··· DATA EXTRACT
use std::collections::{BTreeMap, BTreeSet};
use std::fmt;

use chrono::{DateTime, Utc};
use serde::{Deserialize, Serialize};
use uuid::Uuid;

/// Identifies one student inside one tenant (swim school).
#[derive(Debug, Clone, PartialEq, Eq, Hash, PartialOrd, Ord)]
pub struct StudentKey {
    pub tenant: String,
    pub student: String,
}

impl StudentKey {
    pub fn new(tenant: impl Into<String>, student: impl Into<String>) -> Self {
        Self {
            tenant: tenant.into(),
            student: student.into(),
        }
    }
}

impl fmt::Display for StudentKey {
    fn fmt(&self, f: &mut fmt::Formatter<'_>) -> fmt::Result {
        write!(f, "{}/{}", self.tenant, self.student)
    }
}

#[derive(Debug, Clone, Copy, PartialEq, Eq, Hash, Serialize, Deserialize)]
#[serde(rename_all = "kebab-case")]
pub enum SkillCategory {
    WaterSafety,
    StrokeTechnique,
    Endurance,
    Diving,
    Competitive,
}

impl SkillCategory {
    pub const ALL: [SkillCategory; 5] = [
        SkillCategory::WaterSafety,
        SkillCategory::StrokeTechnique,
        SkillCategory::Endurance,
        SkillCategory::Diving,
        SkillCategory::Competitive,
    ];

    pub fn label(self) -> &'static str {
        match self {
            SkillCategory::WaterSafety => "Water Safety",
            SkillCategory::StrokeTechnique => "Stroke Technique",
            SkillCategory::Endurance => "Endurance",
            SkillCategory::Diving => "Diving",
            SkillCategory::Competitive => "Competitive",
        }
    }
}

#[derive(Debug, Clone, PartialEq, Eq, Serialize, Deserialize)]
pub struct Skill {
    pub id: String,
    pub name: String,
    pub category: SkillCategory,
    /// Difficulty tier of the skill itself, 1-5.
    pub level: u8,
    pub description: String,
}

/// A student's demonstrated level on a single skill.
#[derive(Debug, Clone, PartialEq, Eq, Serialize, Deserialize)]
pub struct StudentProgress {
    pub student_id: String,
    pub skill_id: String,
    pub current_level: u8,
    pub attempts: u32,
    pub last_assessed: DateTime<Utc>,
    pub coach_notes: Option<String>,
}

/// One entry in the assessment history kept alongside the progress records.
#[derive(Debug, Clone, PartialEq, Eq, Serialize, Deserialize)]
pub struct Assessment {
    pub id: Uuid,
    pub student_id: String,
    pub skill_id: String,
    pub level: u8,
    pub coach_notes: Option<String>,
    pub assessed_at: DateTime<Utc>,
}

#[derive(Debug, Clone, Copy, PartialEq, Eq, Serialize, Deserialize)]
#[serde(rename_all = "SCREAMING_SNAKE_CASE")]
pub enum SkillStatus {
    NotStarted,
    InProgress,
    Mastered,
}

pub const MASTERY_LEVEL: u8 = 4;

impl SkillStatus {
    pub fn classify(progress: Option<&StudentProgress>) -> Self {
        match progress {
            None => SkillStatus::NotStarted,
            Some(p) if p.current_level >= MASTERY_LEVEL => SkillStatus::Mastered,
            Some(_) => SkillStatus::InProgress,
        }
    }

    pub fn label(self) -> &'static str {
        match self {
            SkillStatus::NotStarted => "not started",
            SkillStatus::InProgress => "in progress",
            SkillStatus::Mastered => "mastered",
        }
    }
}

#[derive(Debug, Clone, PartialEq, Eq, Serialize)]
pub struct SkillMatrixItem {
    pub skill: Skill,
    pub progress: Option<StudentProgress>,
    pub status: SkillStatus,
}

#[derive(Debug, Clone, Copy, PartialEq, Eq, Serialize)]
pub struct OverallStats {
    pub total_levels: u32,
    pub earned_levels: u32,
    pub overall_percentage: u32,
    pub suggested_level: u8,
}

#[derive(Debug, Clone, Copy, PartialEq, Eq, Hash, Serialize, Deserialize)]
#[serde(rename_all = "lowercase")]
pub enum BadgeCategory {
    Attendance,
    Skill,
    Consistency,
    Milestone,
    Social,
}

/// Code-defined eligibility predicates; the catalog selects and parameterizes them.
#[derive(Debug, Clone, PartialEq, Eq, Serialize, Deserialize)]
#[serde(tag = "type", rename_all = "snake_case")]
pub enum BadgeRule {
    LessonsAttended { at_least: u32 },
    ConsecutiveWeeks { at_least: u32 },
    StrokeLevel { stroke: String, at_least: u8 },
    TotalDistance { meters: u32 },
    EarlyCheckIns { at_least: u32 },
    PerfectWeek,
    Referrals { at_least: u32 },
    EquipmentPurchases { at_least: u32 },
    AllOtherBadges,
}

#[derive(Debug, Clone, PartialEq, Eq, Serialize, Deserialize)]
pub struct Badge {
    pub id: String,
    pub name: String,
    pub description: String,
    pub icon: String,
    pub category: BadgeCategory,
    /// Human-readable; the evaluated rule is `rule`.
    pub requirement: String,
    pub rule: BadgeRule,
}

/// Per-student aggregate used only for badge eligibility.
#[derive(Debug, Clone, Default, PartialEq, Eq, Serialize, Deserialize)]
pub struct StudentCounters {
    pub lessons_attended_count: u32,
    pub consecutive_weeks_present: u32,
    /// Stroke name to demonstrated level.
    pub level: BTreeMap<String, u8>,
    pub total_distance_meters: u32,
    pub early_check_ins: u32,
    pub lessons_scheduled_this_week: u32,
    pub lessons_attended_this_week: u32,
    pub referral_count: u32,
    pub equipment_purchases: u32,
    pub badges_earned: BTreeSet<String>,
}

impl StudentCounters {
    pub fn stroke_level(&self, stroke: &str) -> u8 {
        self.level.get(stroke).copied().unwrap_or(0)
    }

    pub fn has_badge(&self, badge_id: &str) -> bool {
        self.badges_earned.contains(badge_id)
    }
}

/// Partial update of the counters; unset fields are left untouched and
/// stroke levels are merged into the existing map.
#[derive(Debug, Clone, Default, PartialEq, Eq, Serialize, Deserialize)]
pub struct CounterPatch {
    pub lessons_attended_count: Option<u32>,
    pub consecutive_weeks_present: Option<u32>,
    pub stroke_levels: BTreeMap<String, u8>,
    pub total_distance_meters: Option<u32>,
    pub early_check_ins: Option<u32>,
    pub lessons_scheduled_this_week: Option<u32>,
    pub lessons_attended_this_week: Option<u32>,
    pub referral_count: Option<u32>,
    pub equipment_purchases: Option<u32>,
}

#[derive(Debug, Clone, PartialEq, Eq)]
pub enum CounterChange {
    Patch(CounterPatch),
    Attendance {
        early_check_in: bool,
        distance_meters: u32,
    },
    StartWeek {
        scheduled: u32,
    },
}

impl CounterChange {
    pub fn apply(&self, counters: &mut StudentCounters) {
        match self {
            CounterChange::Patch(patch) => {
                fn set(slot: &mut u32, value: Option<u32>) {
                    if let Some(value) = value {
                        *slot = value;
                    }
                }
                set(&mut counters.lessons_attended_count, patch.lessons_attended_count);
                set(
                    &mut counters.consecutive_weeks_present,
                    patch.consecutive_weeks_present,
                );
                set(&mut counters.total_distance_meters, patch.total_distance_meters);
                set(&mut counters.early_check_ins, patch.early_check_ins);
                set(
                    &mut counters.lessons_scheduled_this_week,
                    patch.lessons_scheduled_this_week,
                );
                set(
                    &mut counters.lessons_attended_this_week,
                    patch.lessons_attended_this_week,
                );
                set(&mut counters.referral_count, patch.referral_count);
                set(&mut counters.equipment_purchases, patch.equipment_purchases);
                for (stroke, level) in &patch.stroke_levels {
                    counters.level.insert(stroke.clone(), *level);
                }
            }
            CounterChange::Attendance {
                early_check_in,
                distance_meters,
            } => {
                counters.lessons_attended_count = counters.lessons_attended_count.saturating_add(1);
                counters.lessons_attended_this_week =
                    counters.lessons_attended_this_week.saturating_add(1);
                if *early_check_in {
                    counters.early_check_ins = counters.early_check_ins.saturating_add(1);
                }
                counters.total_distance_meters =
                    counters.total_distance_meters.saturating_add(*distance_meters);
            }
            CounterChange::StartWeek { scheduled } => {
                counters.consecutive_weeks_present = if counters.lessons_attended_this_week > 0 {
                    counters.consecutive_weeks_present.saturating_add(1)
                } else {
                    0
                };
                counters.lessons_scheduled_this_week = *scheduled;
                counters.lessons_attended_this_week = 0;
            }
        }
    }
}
······
§ EXERCISE INSTRUCTIONS
Each line in the data that holds the string "StartWeek" should be found and copied.

§ RESPONSE
    StartWeek {
            CounterChange::StartWeek { scheduled } => {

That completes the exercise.